Party of One is very readable, but horrifying in the chapter by chapter documentation of key attacks Harper’s government has made on our institutions and anyone who dares to disagree with the Harper agenda or who simply is no longer useful to him.

This is a PM who was cited for contempt of Parliament; who has changed his story on so many issues so often that a spinning top has nothing on him; who has said when he was still in the Reform Party that he wants to get rid of Medicare, the RCMP and the CBC; and who lauded veterans’ sacrifices for Canada in one speech then dismissed in another speech any responsibility of the government for those veterans’ future care.

As Preston Manning said to Michael Harris, it has been his experience that “Stephen doesn’t think words mean much.”  He appears to care even less about factual truth, a strange stance for a supposedly devout Christian.

The opening chapter on Harper’s rise to power is particularly damning.  In 1997, he gave a (supposedly secret) speech to an extreme Republican organization, the Council on National Policy. The description he gives of the Canadian parliamentary system,  institutions and other parties is contemptuous in the extreme. He also said that the party in power has absolute control over bills passed and policies adopted.

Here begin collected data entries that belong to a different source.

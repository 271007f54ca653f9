use async_trait::async_trait;
use url::Url;

use super::error::SignInError;
use super::provider::AuthorizationRequest;

/// Hands the authorization URL to the user (system browser, terminal
/// prompt) and waits for the provider to redirect back.
#[async_trait]
pub trait AuthorizationAgent: Send + Sync {
    /// Returns the redirect URL the provider sent the user to, or `None`
    /// when the user closed the prompt without finishing.
    async fn present(&self, request: &AuthorizationRequest) -> Result<Option<Url>, SignInError>;
}

/// Pull the authorization code out of a provider redirect.
///
/// The `state` must match the request that started the flow. A provider
/// `access_denied` counts as the user cancelling.
pub fn parse_redirect(
    redirect: &Url,
    request: &AuthorizationRequest,
) -> Result<String, SignInError> {
    let mut code = None;
    let mut state = None;
    let mut error = None;
    let mut description = None;
    for (key, value) in redirect.query_pairs() {
        match key.as_ref() {
            "code" => code = Some(value.into_owned()),
            "state" => state = Some(value.into_owned()),
            "error" => error = Some(value.into_owned()),
            "error_description" => description = Some(value.into_owned()),
            _ => {}
        }
    }

    if let Some(error) = error {
        if error == "access_denied" {
            return Err(SignInError::Cancelled);
        }
        return Err(SignInError::Provider(match description {
            Some(description) => format!("{}: {}", error, description),
            None => error,
        }));
    }
    if state.as_deref() != Some(request.state.as_str()) {
        return Err(SignInError::StateMismatch);
    }
    code.filter(|c| !c.is_empty()).ok_or_else(|| {
        SignInError::Provider("authorization response is missing a code".to_string())
    })
}
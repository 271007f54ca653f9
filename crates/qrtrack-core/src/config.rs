//! Application configuration management.
//!
//! This module handles loading and saving the application configuration:
//! identity provider settings, the backend base URL, and where session
//! secrets are stored. Environment variables override file values.
//!
//! Configuration is stored at `~/.config/qrtrack/config.json`.

use std::path::{Path, PathBuf};
use std::str::FromStr;
use std::sync::Arc;

use anyhow::{anyhow, bail, Context, Result};
use serde::{Deserialize, Serialize};
use url::Url;

use crate::auth::{
    EncryptedFileStorage, KeyringStorage, MemoryStorage, OidcConfig, SecureStorage,
    SessionFileStorage,
};

/// Application name used for config/cache directory paths
const APP_NAME: &str = "qrtrack";

/// Config file name
const CONFIG_FILE: &str = "config.json";

/// Subdirectory of the cache directory for plain session files
const SESSION_DIR: &str = "session";

/// Subdirectory of the cache directory for encrypted session files
const SECRETS_DIR: &str = "secrets";

const DEFAULT_REDIRECT_URI: &str = "qrtrack://auth/callback";

/// Where session secrets are persisted.
#[derive(Debug, Clone, Copy, Default, PartialEq, Eq, Serialize, Deserialize)]
#[serde(rename_all = "snake_case")]
pub enum StorageBackend {
    /// Owner-only files in the cache directory
    #[default]
    File,
    /// OS keychain; requires the `keyring-native` feature
    Keyring,
    EncryptedFile,
    /// Nothing persists; every run starts signed out
    Memory,
}

impl FromStr for StorageBackend {
    type Err = anyhow::Error;

    fn from_str(s: &str) -> Result<Self> {
        match s.trim().to_ascii_lowercase().as_str() {
            "file" | "session_file" | "session-file" => Ok(StorageBackend::File),
            "keyring" => Ok(StorageBackend::Keyring),
            "encrypted_file" | "encrypted-file" => Ok(StorageBackend::EncryptedFile),
            "memory" => Ok(StorageBackend::Memory),
            other => Err(anyhow!("Unknown storage backend: {}", other)),
        }
    }
}

#[derive(Debug, Clone, Serialize, Deserialize)]
#[serde(default)]
pub struct Config {
    /// OIDC issuer; the discovery document lives under it
    pub issuer: Option<String>,
    pub client_id: Option<String>,
    pub redirect_uri: String,
    pub logout_uri: Option<String>,
    /// Overrides the default `openid profile email offline_access`
    pub scopes: Option<Vec<String>>,
    pub api_base_url: Option<String>,
    pub storage: StorageBackend,
    /// Email of the last signed-in user, for display before sign-in
    pub last_identity: Option<String>,
    /// Only ever read from the environment
    #[serde(skip)]
    pub storage_passphrase: Option<String>,
}

impl Default for Config {
    fn default() -> Self {
        Self {
            issuer: None,
            client_id: None,
            redirect_uri: DEFAULT_REDIRECT_URI.to_string(),
            logout_uri: None,
            scopes: None,
            api_base_url: None,
            storage: StorageBackend::default(),
            last_identity: None,
            storage_passphrase: None,
        }
    }
}

impl Config {
    /// Load from the default location, then apply environment overrides.
    pub fn load() -> Result<Self> {
        let mut config = Self::load_from(&Self::config_path()?)?;
        config.apply_overrides(|key| std::env::var(key).ok())?;
        Ok(config)
    }

    pub fn load_from(path: &Path) -> Result<Self> {
        if path.exists() {
            let contents = std::fs::read_to_string(path)
                .with_context(|| format!("Failed to read config file {}", path.display()))?;
            serde_json::from_str(&contents).context("Failed to parse config file")
        } else {
            Ok(Self::default())
        }
    }

    pub fn save(&self) -> Result<()> {
        self.save_to(&Self::config_path()?)
    }

    pub fn save_to(&self, path: &Path) -> Result<()> {
        if let Some(parent) = path.parent() {
            std::fs::create_dir_all(parent)?;
        }
        let contents = serde_json::to_string_pretty(self)?;
        std::fs::write(path, contents)?;
        Ok(())
    }

    /// Apply `QRTRACK_*` overrides. Empty values are ignored.
    pub fn apply_overrides(&mut self, lookup: impl Fn(&str) -> Option<String>) -> Result<()> {
        let get = |key: &str| lookup(key).filter(|v| !v.trim().is_empty());

        if let Some(v) = get("QRTRACK_ISSUER") {
            self.issuer = Some(v);
        }
        if let Some(v) = get("QRTRACK_CLIENT_ID") {
            self.client_id = Some(v);
        }
        if let Some(v) = get("QRTRACK_REDIRECT_URI") {
            self.redirect_uri = v;
        }
        if let Some(v) = get("QRTRACK_LOGOUT_URI") {
            self.logout_uri = Some(v);
        }
        if let Some(v) = get("QRTRACK_API_BASE_URL") {
            self.api_base_url = Some(v);
        }
        if let Some(v) = get("QRTRACK_STORAGE") {
            self.storage = v.parse()?;
        }
        if let Some(v) = get("QRTRACK_STORAGE_PASSPHRASE") {
            self.storage_passphrase = Some(v);
        }
        Ok(())
    }

    fn config_path() -> Result<PathBuf> {
        let config_dir = dirs::config_dir()
            .ok_or_else(|| anyhow!("Could not find config directory"))?;
        Ok(config_dir.join(APP_NAME).join(CONFIG_FILE))
    }

    pub fn cache_dir(&self) -> Result<PathBuf> {
        let cache_dir = dirs::cache_dir()
            .ok_or_else(|| anyhow!("Could not find cache directory"))?;
        Ok(cache_dir.join(APP_NAME))
    }

    /// Identity provider settings, validated.
    pub fn oidc(&self) -> Result<OidcConfig> {
        let issuer = self
            .issuer
            .as_deref()
            .ok_or_else(|| anyhow!("No identity provider configured (set QRTRACK_ISSUER)"))?;
        let client_id = self
            .client_id
            .as_deref()
            .ok_or_else(|| anyhow!("No client ID configured (set QRTRACK_CLIENT_ID)"))?;

        let issuer = Url::parse(issuer).context("Invalid issuer URL")?;
        let redirect_uri = Url::parse(&self.redirect_uri).context("Invalid redirect URI")?;

        let mut oidc = OidcConfig::new(issuer, client_id, redirect_uri);
        if let Some(logout_uri) = &self.logout_uri {
            oidc = oidc.with_logout_uri(Url::parse(logout_uri).context("Invalid logout URI")?);
        }
        if let Some(scopes) = &self.scopes {
            oidc = oidc.with_scopes(scopes.clone());
        }
        Ok(oidc)
    }

    pub fn api_base_url(&self) -> Result<Url> {
        let raw = self
            .api_base_url
            .as_deref()
            .ok_or_else(|| anyhow!("No API base URL configured (set QRTRACK_API_BASE_URL)"))?;
        Url::parse(raw).context("Invalid API base URL")
    }

    /// Open the configured secure storage backend.
    pub fn open_storage(&self) -> Result<Arc<dyn SecureStorage>> {
        self.open_storage_in(&self.cache_dir()?)
    }

    /// Open the configured backend with file-based storage under `base`.
    pub fn open_storage_in(&self, base: &Path) -> Result<Arc<dyn SecureStorage>> {
        match self.storage {
            StorageBackend::File => {
                let dir = base.join(SESSION_DIR);
                Ok(Arc::new(SessionFileStorage::new(dir)?))
            }
            StorageBackend::Keyring => {
                if !cfg!(feature = "keyring-native") {
                    bail!("Keychain storage needs a build with the keyring-native feature");
                }
                Ok(Arc::new(KeyringStorage::new()))
            }
            StorageBackend::Memory => Ok(Arc::new(MemoryStorage::new())),
            StorageBackend::EncryptedFile => {
                let Some(passphrase) = self.storage_passphrase.as_deref() else {
                    bail!("Encrypted file storage needs QRTRACK_STORAGE_PASSPHRASE");
                };
                let dir = base.join(SECRETS_DIR);
                Ok(Arc::new(EncryptedFileStorage::new(dir, passphrase)?))
            }
        }
    }
}

#[cfg(test)]
mod tests {
    use std::collections::HashMap;

    use super::*;
    use crate::auth::{TokenBundle, TokenStore};

    fn env(pairs: &[(&str, &str)]) -> impl Fn(&str) -> Option<String> {
        let map: HashMap<String, String> = pairs
            .iter()
            .map(|(k, v)| (k.to_string(), v.to_string()))
            .collect();
        move |key| map.get(key).cloned()
    }

    #[test]
    fn test_defaults() {
        let config = Config::default();
        assert_eq!(config.redirect_uri, DEFAULT_REDIRECT_URI);
        assert_eq!(config.storage, StorageBackend::File);
        assert!(config.oidc().is_err());
        assert!(config.api_base_url().is_err());
    }

    #[test]
    fn test_env_overrides() {
        let mut config = Config::default();
        config
            .apply_overrides(env(&[
                ("QRTRACK_ISSUER", "https://id.example.com"),
                ("QRTRACK_CLIENT_ID", "mobile"),
                ("QRTRACK_LOGOUT_URI", "qrtrack://auth/logout"),
                ("QRTRACK_STORAGE", "encrypted-file"),
                ("QRTRACK_API_BASE_URL", ""),
            ]))
            .unwrap();

        assert_eq!(config.storage, StorageBackend::EncryptedFile);
        // Empty values do not override
        assert!(config.api_base_url.is_none());

        let oidc = config.oidc().unwrap();
        assert_eq!(oidc.client_id, "mobile");
        assert_eq!(oidc.logout_uri.unwrap().as_str(), "qrtrack://auth/logout");
    }

    #[test]
    fn test_unknown_storage_backend_is_error() {
        let mut config = Config::default();
        assert!(config
            .apply_overrides(env(&[("QRTRACK_STORAGE", "floppy")]))
            .is_err());
    }

    #[test]
    fn test_save_and_load_round_trip_skips_passphrase() {
        let dir = tempfile::tempdir().unwrap();
        let path = dir.path().join("config.json");

        let config = Config {
            issuer: Some("https://id.example.com".to_string()),
            scopes: Some(vec!["openid".to_string()]),
            storage: StorageBackend::Memory,
            storage_passphrase: Some("hunter2".to_string()),
            ..Default::default()
        };
        config.save_to(&path).unwrap();

        let raw = std::fs::read_to_string(&path).unwrap();
        assert!(raw.contains("\"storage\": \"memory\""));
        assert!(!raw.contains("hunter2"));

        let loaded = Config::load_from(&path).unwrap();
        assert_eq!(loaded.issuer, config.issuer);
        assert_eq!(loaded.storage, StorageBackend::Memory);
        assert!(loaded.storage_passphrase.is_none());
    }

    #[test]
    fn test_partial_file_uses_defaults() {
        let dir = tempfile::tempdir().unwrap();
        let path = dir.path().join("config.json");
        std::fs::write(&path, r#"{"client_id":"abc"}"#).unwrap();

        let loaded = Config::load_from(&path).unwrap();
        assert_eq!(loaded.client_id.as_deref(), Some("abc"));
        assert_eq!(loaded.redirect_uri, DEFAULT_REDIRECT_URI);
    }

    #[test]
    fn test_encrypted_storage_requires_passphrase() {
        let dir = tempfile::tempdir().unwrap();
        let config = Config {
            storage: StorageBackend::EncryptedFile,
            ..Default::default()
        };
        assert!(config.open_storage_in(dir.path()).is_err());
    }

    #[tokio::test]
    async fn test_default_storage_persists_across_runs() {
        let dir = tempfile::tempdir().unwrap();
        let config = Config::default();
        let bundle = TokenBundle {
            access_token: Some("a".to_string()),
            refresh_token: Some("r".to_string()),
            expires_in_seconds: Some(3600),
            issued_at_epoch_millis: Some(1_700_000_000_000),
            ..Default::default()
        };

        let store = TokenStore::new(config.open_storage_in(dir.path()).unwrap());
        assert!(store.save(Some(&bundle)).await);
        assert!(store.save_version_marker("1.0.0").await);

        let next_run = TokenStore::new(config.open_storage_in(dir.path()).unwrap());
        assert_eq!(next_run.load().await, Some(bundle));
        assert_eq!(next_run.load_version_marker().await.as_deref(), Some("1.0.0"));
    }

    #[test]
    fn test_storage_backend_names() {
        assert_eq!("file".parse::<StorageBackend>().unwrap(), StorageBackend::File);
        assert_eq!(
            "encrypted_file".parse::<StorageBackend>().unwrap(),
            StorageBackend::EncryptedFile
        );
        assert_eq!("Keyring".parse::<StorageBackend>().unwrap(), StorageBackend::Keyring);
    }

    #[cfg(not(feature = "keyring-native"))]
    #[test]
    fn test_keyring_without_native_backend_is_refused() {
        let dir = tempfile::tempdir().unwrap();
        let config = Config {
            storage: StorageBackend::Keyring,
            ..Default::default()
        };
        assert!(config.open_storage_in(dir.path()).is_err());
    }
}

These pages (29-33) were, to me, a clear explanation of Harper’s agenda for the past eight years: eg. the muzzling of his own ministers; truncated  discussion of bills in the house and refusal to amend even with massive country-wide opposition; huge and piecemeal omnibus; and refusal to meet with the provincial premiers, much less the media.

As former PMs, career civil servants and current MPs have said, Harper is well on his way to destroying Canada as a parliamentary democracy with an  opposition whose role is taken seriously.

If you think that the vote doesn’t matter and all politicians are the same, get off your duff and educate yourself about Canada under Harper’s control (literally).

Otherwise, you may well wake up one morning to find you no longer recognize your country and that most of the institutions that make us, in John Ralston Saul’s words, “a fair country” are gone such as Medicare, a public, non-corporate broadcaster (CBC), support for the vulnerable including injured veterans and regulations against mass destruction of our essential natural environment.